The probability density function of a symmetric Lévy alpha-stable distribution is the inverse Fourier transform of characteristic function $\phi(t)=\exp\left(it\mu-\left|ct\right|^{\alpha}\right)$:
$$f(x)=\frac{1}{2\pi} \int_{-\infty}^{\infty} \phi(t)e^{-ixt}dt.$$
This yields,
$$\int_{-\infty}^{\infty} \exp\left(i t(\mu-x)-\left|ct\right|^{\alpha}\right)dt=\int_{-\infty}^{\infty} e^{-\left|t\right|^{\alpha}}\left(\cos(t(\mu-x))+i\sin(t( mu-x)\right)dt.$$
Taking the real part of the integrand seems to produce the correct distribution.
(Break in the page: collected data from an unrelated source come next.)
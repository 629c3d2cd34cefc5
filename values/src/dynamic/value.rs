use alloc::{collections::BTreeSet, string::String, sync::Arc, vec::Vec};

use crate::callable::Callable;
use crate::error::{DictError, Result};
use crate::key::Key;
use crate::kind::DictKind;
use crate::object::ObjectMap;
use crate::raw::{self, Node};
use crate::traits::{Extract, Stepper};

/// A dynamically typed value handle.
///
/// This is what users work with. A `Value` is one pointer to an internal,
/// reference-counted node holding exactly one [`DictKind`]'s payload.
///
/// # Sharing
///
/// Cloning a `Value` copies the pointer, not the content. Mutation is
/// copy-on-write: a handle that shares its node with other handles detaches
/// (clones the node) before changing it, so no alias ever observes another
/// alias's mutation. Values can therefore be handed to other threads freely.
/// For a value that several threads mutate *together*, wrap it in a
/// [`SharedValue`](crate::shared::SharedValue).
///
/// Null, `true` and `false` are process-wide flyweights: creating them never
/// allocates.
///
/// # Two kinds of failure
///
/// Methods returning [`Result`] (`val`, `steal`, `add`, `remove`, ...) treat a
/// wrong kind, a missing key or a bad index as an ordinary outcome. The direct
/// projections (`number`, `string`, `size`, `at`, indexing) assume the caller
/// already knows the kind and panic otherwise.
///
/// # Example
///
/// ```
/// use axzdict_values::dynamic::Value;
///
/// let mut doc = Value::null();
/// doc["name"] = Value::from("sensor");
/// doc["readings"][2] = Value::from(21.5);
///
/// assert!(doc.is_object());
/// assert_eq!(doc["readings"].size(), 3);
/// assert!(doc["readings"][0].is_null());
/// assert_eq!(doc["readings"][2].number(), 21.5);
/// ```
#[derive(Clone)]
pub struct Value {
    node: Arc<Node>,
}

static_assertions::assert_eq_size!(Value, usize);
static_assertions::assert_impl_all!(Value: Send, Sync);

/// Reports a caller bug: a direct projection used on the wrong kind.
#[cold]
#[inline(never)]
#[track_caller]
pub(crate) fn logic_error(op: &str, found: DictKind) -> ! {
    panic!("Value::{op} is not available for {found} values")
}

impl Value {
    // =========================================================================
    // Construction
    // =========================================================================

    /// The shared Null value. Same as `Value::default()`.
    #[inline]
    pub fn null() -> Self {
        Value {
            node: raw::null_node(),
        }
    }

    /// An empty array.
    pub fn array() -> Self {
        Self::of_kind(DictKind::Array)
    }

    /// An empty object.
    pub fn object() -> Self {
        Self::of_kind(DictKind::Object)
    }

    /// A fresh, empty value of `kind`: `0`, `0.0`, `false`, `""`, no bytes,
    /// no elements, no entries, or a callable returning Null.
    pub fn of_kind(kind: DictKind) -> Self {
        Value {
            node: raw::empty_node(kind),
        }
    }

    pub fn callable(f: impl Fn(Value) -> Value + Send + Sync + 'static) -> Self {
        Value::from_node(Node::Callable(Callable::new(f)))
    }

    #[inline]
    pub(crate) fn from_node(node: Node) -> Self {
        match node {
            Node::Null => Value::null(),
            Node::Bool(b) => Value {
                node: raw::bool_node(b),
            },
            node => Value {
                node: Arc::new(node),
            },
        }
    }

    #[inline]
    pub(crate) fn node(&self) -> &Node {
        &self.node
    }

    /// The node by value, cloning it only if other handles still share it.
    pub(crate) fn into_node(self) -> Node {
        Arc::unwrap_or_clone(self.node)
    }

    /// Mutable access to the node, detaching it first if it is shared.
    #[inline]
    pub(crate) fn node_mut(&mut self) -> &mut Node {
        Arc::make_mut(&mut self.node)
    }

    // =========================================================================
    // Introspection
    // =========================================================================

    #[inline]
    pub fn kind(&self) -> DictKind {
        self.node.kind()
    }

    #[inline]
    pub fn is_kind(&self, kind: DictKind) -> bool {
        self.kind() == kind
    }

    pub fn is_null(&self) -> bool {
        matches!(*self.node, Node::Null)
    }

    pub fn is_number(&self) -> bool {
        matches!(*self.node, Node::Number(_))
    }

    pub fn is_integral(&self) -> bool {
        matches!(*self.node, Node::Integral(_))
    }

    pub fn is_bool(&self) -> bool {
        matches!(*self.node, Node::Bool(_))
    }

    pub fn is_string(&self) -> bool {
        matches!(*self.node, Node::String(_))
    }

    pub fn is_bytes(&self) -> bool {
        matches!(*self.node, Node::Bytes(_))
    }

    pub fn is_array(&self) -> bool {
        matches!(*self.node, Node::Array(_))
    }

    pub fn is_object(&self) -> bool {
        matches!(*self.node, Node::Object(_))
    }

    pub fn is_callable(&self) -> bool {
        matches!(*self.node, Node::Callable(_))
    }

    /// `true` if both handles point at the same internal node.
    pub fn ptr_eq(&self, other: &Value) -> bool {
        Arc::ptr_eq(&self.node, &other.node)
    }

    // =========================================================================
    // Direct projections (panic on the wrong kind)
    // =========================================================================

    /// The value as a float. Integral values widen exactly.
    ///
    /// # Panics
    ///
    /// If the value is neither Number nor Integral.
    #[track_caller]
    pub fn number(&self) -> f64 {
        match *self.node {
            Node::Number(n) => n,
            Node::Integral(i) => f64::from(i),
            ref other => logic_error("number", other.kind()),
        }
    }

    /// The value as an `i32`. Numbers truncate toward zero, saturating at the
    /// `i32` bounds; NaN becomes 0.
    ///
    /// # Panics
    ///
    /// If the value is neither Integral nor Number.
    #[track_caller]
    pub fn integral(&self) -> i32 {
        match *self.node {
            Node::Integral(i) => i,
            Node::Number(n) => n as i32,
            ref other => logic_error("integral", other.kind()),
        }
    }

    /// # Panics
    ///
    /// If the value is not Bool.
    #[track_caller]
    pub fn boolean(&self) -> bool {
        match *self.node {
            Node::Bool(b) => b,
            ref other => logic_error("boolean", other.kind()),
        }
    }

    /// # Panics
    ///
    /// If the value is not String.
    #[track_caller]
    pub fn string(&self) -> &str {
        match &*self.node {
            Node::String(s) => s,
            other => logic_error("string", other.kind()),
        }
    }

    /// # Panics
    ///
    /// If the value is not Bytes.
    #[track_caller]
    pub fn bytes(&self) -> &[u8] {
        match &*self.node {
            Node::Bytes(b) => b,
            other => logic_error("bytes", other.kind()),
        }
    }

    /// Number of elements, entries, bytes, or characters.
    ///
    /// # Panics
    ///
    /// If the value is not String, Bytes, Array or Object.
    #[track_caller]
    pub fn size(&self) -> usize {
        match &*self.node {
            Node::String(s) => s.chars().count(),
            Node::Bytes(b) => b.len(),
            Node::Array(items) => items.len(),
            Node::Object(map) => map.len(),
            other => logic_error("size", other.kind()),
        }
    }

    /// `size() == 0`.
    ///
    /// # Panics
    ///
    /// Same as [`size`](Self::size).
    #[track_caller]
    pub fn is_empty(&self) -> bool {
        match &*self.node {
            Node::String(s) => s.is_empty(),
            Node::Bytes(b) => b.is_empty(),
            Node::Array(items) => items.is_empty(),
            Node::Object(map) => map.is_empty(),
            other => logic_error("is_empty", other.kind()),
        }
    }

    // =========================================================================
    // Optional projections
    // =========================================================================

    /// Number or Integral, as a float.
    pub fn as_number(&self) -> Option<f64> {
        match *self.node {
            Node::Number(n) => Some(n),
            Node::Integral(i) => Some(f64::from(i)),
            _ => None,
        }
    }

    /// Integral or Number, as an `i32` (numbers truncate).
    pub fn as_integral(&self) -> Option<i32> {
        match *self.node {
            Node::Integral(i) => Some(i),
            Node::Number(n) => Some(n as i32),
            _ => None,
        }
    }

    pub fn as_bool(&self) -> Option<bool> {
        match *self.node {
            Node::Bool(b) => Some(b),
            _ => None,
        }
    }

    pub fn as_str(&self) -> Option<&str> {
        match &*self.node {
            Node::String(s) => Some(s),
            _ => None,
        }
    }

    pub fn as_bytes(&self) -> Option<&[u8]> {
        match &*self.node {
            Node::Bytes(b) => Some(b),
            _ => None,
        }
    }

    pub fn as_array(&self) -> Option<&[Value]> {
        match &*self.node {
            Node::Array(items) => Some(items),
            _ => None,
        }
    }

    pub fn as_object(&self) -> Option<&ObjectMap> {
        match &*self.node {
            Node::Object(map) => Some(map),
            _ => None,
        }
    }

    pub fn as_callable(&self) -> Option<&Callable> {
        match &*self.node {
            Node::Callable(f) => Some(f),
            _ => None,
        }
    }

    /// Mutable string content. Detaches a shared node; never retags.
    pub fn as_string_mut(&mut self) -> Option<&mut String> {
        if !self.is_string() {
            return None;
        }
        match self.node_mut() {
            Node::String(s) => Some(s),
            _ => None,
        }
    }

    /// Mutable byte content. Detaches a shared node; never retags.
    pub fn as_bytes_mut(&mut self) -> Option<&mut Vec<u8>> {
        if !self.is_bytes() {
            return None;
        }
        match self.node_mut() {
            Node::Bytes(b) => Some(b),
            _ => None,
        }
    }

    /// Mutable array elements. Detaches a shared node; never retags.
    pub fn as_array_mut(&mut self) -> Option<&mut Vec<Value>> {
        if !self.is_array() {
            return None;
        }
        match self.node_mut() {
            Node::Array(items) => Some(items),
            _ => None,
        }
    }

    /// Mutable object entries. Detaches a shared node; never retags.
    pub fn as_object_mut(&mut self) -> Option<&mut ObjectMap> {
        if !self.is_object() {
            return None;
        }
        match self.node_mut() {
            Node::Object(map) => Some(map),
            _ => None,
        }
    }

    // =========================================================================
    // Soft scalar access
    // =========================================================================

    /// Copy the value out as `T`.
    ///
    /// ```
    /// use axzdict_values::{DictError, dynamic::Value};
    ///
    /// let v = Value::from(7);
    /// assert_eq!(v.val::<i32>(), Ok(7));
    /// assert_eq!(v.val::<f64>(), Ok(7.0));
    /// assert!(matches!(v.val::<String>(), Err(DictError::NotSupported { .. })));
    /// ```
    pub fn val<T: Extract>(&self) -> Result<T> {
        T::extract(self)
    }

    /// Move the value out as `T`.
    ///
    /// Strings and bytes are moved out and leave an empty string or byte
    /// sequence behind; numbers and booleans are copied. Stealing a whole
    /// `Value` leaves Null behind.
    pub fn steal<T: Extract>(&mut self) -> Result<T> {
        T::steal(self)
    }

    /// [`val`](Self::val), discarding the reason on failure.
    pub fn get_if<T: Extract>(&self) -> Option<T> {
        T::extract(self).ok()
    }

    /// Invoke a Callable value.
    pub fn call(&self, input: Value) -> Result<Value> {
        match &*self.node {
            Node::Callable(f) => Ok(f.call(input)),
            other => Err(DictError::not_supported(other.kind())),
        }
    }

    /// The keys of an Object, sorted. Empty for every other kind.
    pub fn keys(&self) -> BTreeSet<Key> {
        match &*self.node {
            Node::Object(map) => map.keys().cloned().collect(),
            _ => BTreeSet::new(),
        }
    }

    // =========================================================================
    // Lifecycle
    // =========================================================================

    /// Discard the content and become a fresh, empty value of `kind`.
    ///
    /// Always installs a new node, even when the kind is unchanged.
    pub fn become_kind(&mut self, kind: DictKind) {
        tracing::debug!(from = %self.kind(), to = %kind, "re-typing value");
        self.node = raw::empty_node(kind);
    }

    /// Empty the content but keep the kind.
    ///
    /// Strings, bytes, arrays and objects become empty. Other kinds are left
    /// as they are.
    pub fn clear(&mut self) {
        let kind = self.kind();
        if !kind.is_sized() {
            return;
        }
        // A shared node would be cloned just to be emptied; swap in a new one.
        let Some(node) = Arc::get_mut(&mut self.node) else {
            self.node = raw::empty_node(kind);
            return;
        };
        match node {
            Node::String(s) => s.clear(),
            Node::Bytes(b) => b.clear(),
            Node::Array(items) => items.clear(),
            Node::Object(map) => map.clear(),
            _ => {}
        }
    }

    /// Drop the content and go back to the shared Null.
    pub fn reset(&mut self) {
        self.node = raw::null_node();
    }

    /// Take the value out, leaving Null behind.
    pub fn take(&mut self) -> Value {
        core::mem::take(self)
    }

    /// Reserve room for `additional` more elements or entries.
    ///
    /// A no-op for kinds other than Array and Object.
    pub fn reserve(&mut self, additional: usize) -> Result<()> {
        let result = match self.kind() {
            DictKind::Array => match self.node_mut() {
                Node::Array(items) => items.try_reserve(additional).map_err(|_| {
                    let len = items.len();
                    DictError::out_of_range(len.saturating_add(additional), len)
                }),
                _ => Ok(()),
            },
            DictKind::Object => match self.node_mut() {
                Node::Object(map) => map.try_reserve(additional),
                _ => Ok(()),
            },
            _ => Ok(()),
        };
        if let Err(err) = &result {
            tracing::warn!(%err, additional, "reserve failed");
        }
        result
    }

    // =========================================================================
    // Stepper
    // =========================================================================

    /// Hand this value's payload to the one `stepper` method matching its kind.
    ///
    /// Containers are not descended into; a stepper that wants the whole tree
    /// calls `step` on the elements it receives.
    pub fn step<S: Stepper + ?Sized>(&self, stepper: &mut S) -> Result<(), S::Error> {
        match &*self.node {
            Node::Null => stepper.step_null(),
            Node::Number(n) => stepper.step_number(*n),
            Node::Integral(i) => stepper.step_integral(*i),
            Node::Bool(b) => stepper.step_bool(*b),
            Node::String(s) => stepper.step_string(s),
            Node::Bytes(b) => stepper.step_bytes(b),
            Node::Array(items) => stepper.step_array(items),
            Node::Object(map) => stepper.step_object(map),
            Node::Callable(f) => stepper.step_callable(f),
        }
    }
}

impl Default for Value {
    fn default() -> Self {
        Value::null()
    }
}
So, when $\alpha,c=1$,
$$\frac{1}{2\pi}\int_{-\infty}^{\infty}e^{-\left|t\right|}\cos(t(\mu-x))dx=\frac{1}{\pi\left(\mu^{2}-2\mu x+x^{2}+1\right)}.$$
Integrating this over the support produces $1$ and it is symmetric about $u$, as expected. Is there any reason why ignoring the complex term of the second equation produces the PDF? Also, are there any other values for $\alpha$ which are analytically expressible? Any help would be much appreciated.